6. Similarly we find that similar issue was considered by this Tribunal on similar grounds raised by the Revenue in the case of MSEB Engineers Co-Op. Credit Society Ltd. wherein the ITAT, Nagpur Bench vide order dated 05/05/2016 held as under :

“Upon hearing both the counsel and perusing the records, we find that the above issues is covered in favour of the assessee by the decision of this ITAT, referred by the Ld. CIT(A) in his appellate order. The distinction mentioned in the Grounds of appeal is not at all sustainable. We further find that this Tribunal again in the case of Chattisgarh Urban Sahakari Sanstha Maryadit Vs. ITO in ITA No.371/Nag/2012 vide order dated 27.05.2015 has adjudicated similar issue as under:-

“11 Upon careful consideration, we note that identical issue was the subject matter of consideration by ITAT, Ahmedabad Bench decision in the case of Dhanlaxmi Credit Cooperative Society Ltd. (supra), in which one of us, learned Judicial Member, was a party. The concluding portion of the Tribunal’s decision is as under:

“4. With this brief background, we have heard both the sides. It was explained that the Co-operative Society is maintaining “operations funds” and to meet any eventuality towards re-payment of deposit, the Co-operative Society is maintaining some liquidated funds as a short term deposit with the banks. This issue was thoroughly discussed by the ITAT “B” Bench Ahmedabad in the case of The Income Tax Officer vs. M/s.Jafari Momin Vikas Co-op.Credit Society Ltd. bearing ITA No.1491/Ahd/2012 (for A.Y.2009-10) and CO No.138/Ahd/2012 (by Assessee) order dated 31/10/2012. The relevant portion is reproduced below:-

“19. The issue dealt with by the Hon’ble Supreme Court in the case of Totgars(supra) is extracted, for appreciation of facts, as under:

“What is sought to be taxed under section 56 of the Act is the interest income arising on the surplus invested in short term deposits and securities which surplus was not required for business purposes? The assessee(s) markets the produce of its members whose sale proceeds at times were retained by it. In this case, we are concerned with the tax treatment of such amount. Since the fund created by such by such retention was not required immediately for business purposes, it was invested in specified securities. The question, before us, is whether interest on such deposits/securities, which strictly speaking accrues to the members’ account, could be taxed as business income under section 28 of the Act? In our view, such interest income would come in the category of ‘income from other sources’, hence, such interest income would be taxable under section 56 of the Act, as rightly held by the assessing officer…”

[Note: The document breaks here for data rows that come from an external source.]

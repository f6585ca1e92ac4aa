//! Mutating routes: per-source start/stop, fleet-wide operations.

use std::collections::BTreeMap;
use std::sync::Arc;

use axum::extract::{Path, State};
use axum::Json;
use serde_json::{json, Value};

use capture_supervisor::ControlError;

use crate::error::ApiError;
use crate::state::ApiState;

fn results_json(results: &BTreeMap<String, Result<(), ControlError>>) -> Value {
    let rendered: BTreeMap<&String, String> = results
        .iter()
        .map(|(id, result)| {
            let text = match result {
                Ok(()) => "ok".to_string(),
                Err(e) => e.to_string(),
            };
            (id, text)
        })
        .collect();
    json!(rendered)
}

pub async fn start_camera(
    Path(id): Path<String>,
    State(state): State<Arc<ApiState>>,
) -> Result<Json<Value>, ApiError> {
    state.fleet.start(&id).await?;
    Ok(Json(json!({ "ok": true })))
}

pub async fn stop_camera(
    Path(id): Path<String>,
    State(state): State<Arc<ApiState>>,
) -> Result<Json<Value>, ApiError> {
    state.fleet.stop(&id).await?;
    Ok(Json(json!({ "ok": true })))
}

pub async fn start_all(State(state): State<Arc<ApiState>>) -> Json<Value> {
    let results = state.fleet.start_all().await;
    Json(json!({ "results": results_json(&results) }))
}

pub async fn stop_all(State(state): State<Arc<ApiState>>) -> Json<Value> {
    let results = state.fleet.stop_all().await;
    Json(json!({ "results": results_json(&results) }))
}

/// Stop everything, wait for device handles to settle, start everything
pub async fn restart_cameras(State(state): State<Arc<ApiState>>) -> Json<Value> {
    let report = state.fleet.restart_all().await;
    let failed: Vec<&String> = report
        .results
        .iter()
        .filter(|(_, r)| r.is_err())
        .map(|(id, _)| id)
        .collect();

    let message = if report.success {
        format!("restarted {} cameras", report.results.len())
    } else {
        format!(
            "restarted {} of {} cameras",
            report.results.len() - failed.len(),
            report.results.len()
        )
    };

    let mut body = json!({
        "success": report.success,
        "message": message,
        "results": results_json(&report.results),
    });
    if !failed.is_empty() {
        body["warning"] = json!(format!(
            "failed: {}",
            failed
                .iter()
                .map(|s| s.as_str())
                .collect::<Vec<_>>()
                .join(", ")
        ));
    }
    Json(body)
}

19.1. However, in the present case, on verification of the balance sheet of the assessee as on 31.3.2009, it was observed that the fixed deposits made were to maintain liquidity and that there was no surplus funds with the assessee as attributed by the Revenue. However, in regard to the case before the Hon’ble Supreme Court –

“(On page 286) 7……. Before the assessing officer, it was argued by the assessee(s) that it had invested the funds on short term basis as the funds were not required immediately for business purposes and, consequently, such act of investment constituted a business activity by a prudent businessman; therefore, such interest income was liable to be taxed under section 28 and not under section 56 of the Act and, consequently, the assessee(s) was entitled to deduction under section 80P(2)(a)(i) of the Act. The argument was rejected by the assessing officer as also by the Tribunal and the High Court, hence, these civil appeals have been filed by the assessee(s).

19.2. From the above, it emerges that

(a) that assessee (issue before the Supreme Court) had admitted before the AO that it had invested surplus funds, which were not immediately required for the purpose of its business, in short term deposits;

(b) that the surplus funds arose out of the amount retained from marketing the agricultural produce of the members;

(c) that assessee carried on two activities, namely , (i) acceptance of deposit and lending by way of deposits to the members; and (ii) marketing the agricultural produce; and

(d) that the surplus had arisen emphatically from marketing of agricultural produces.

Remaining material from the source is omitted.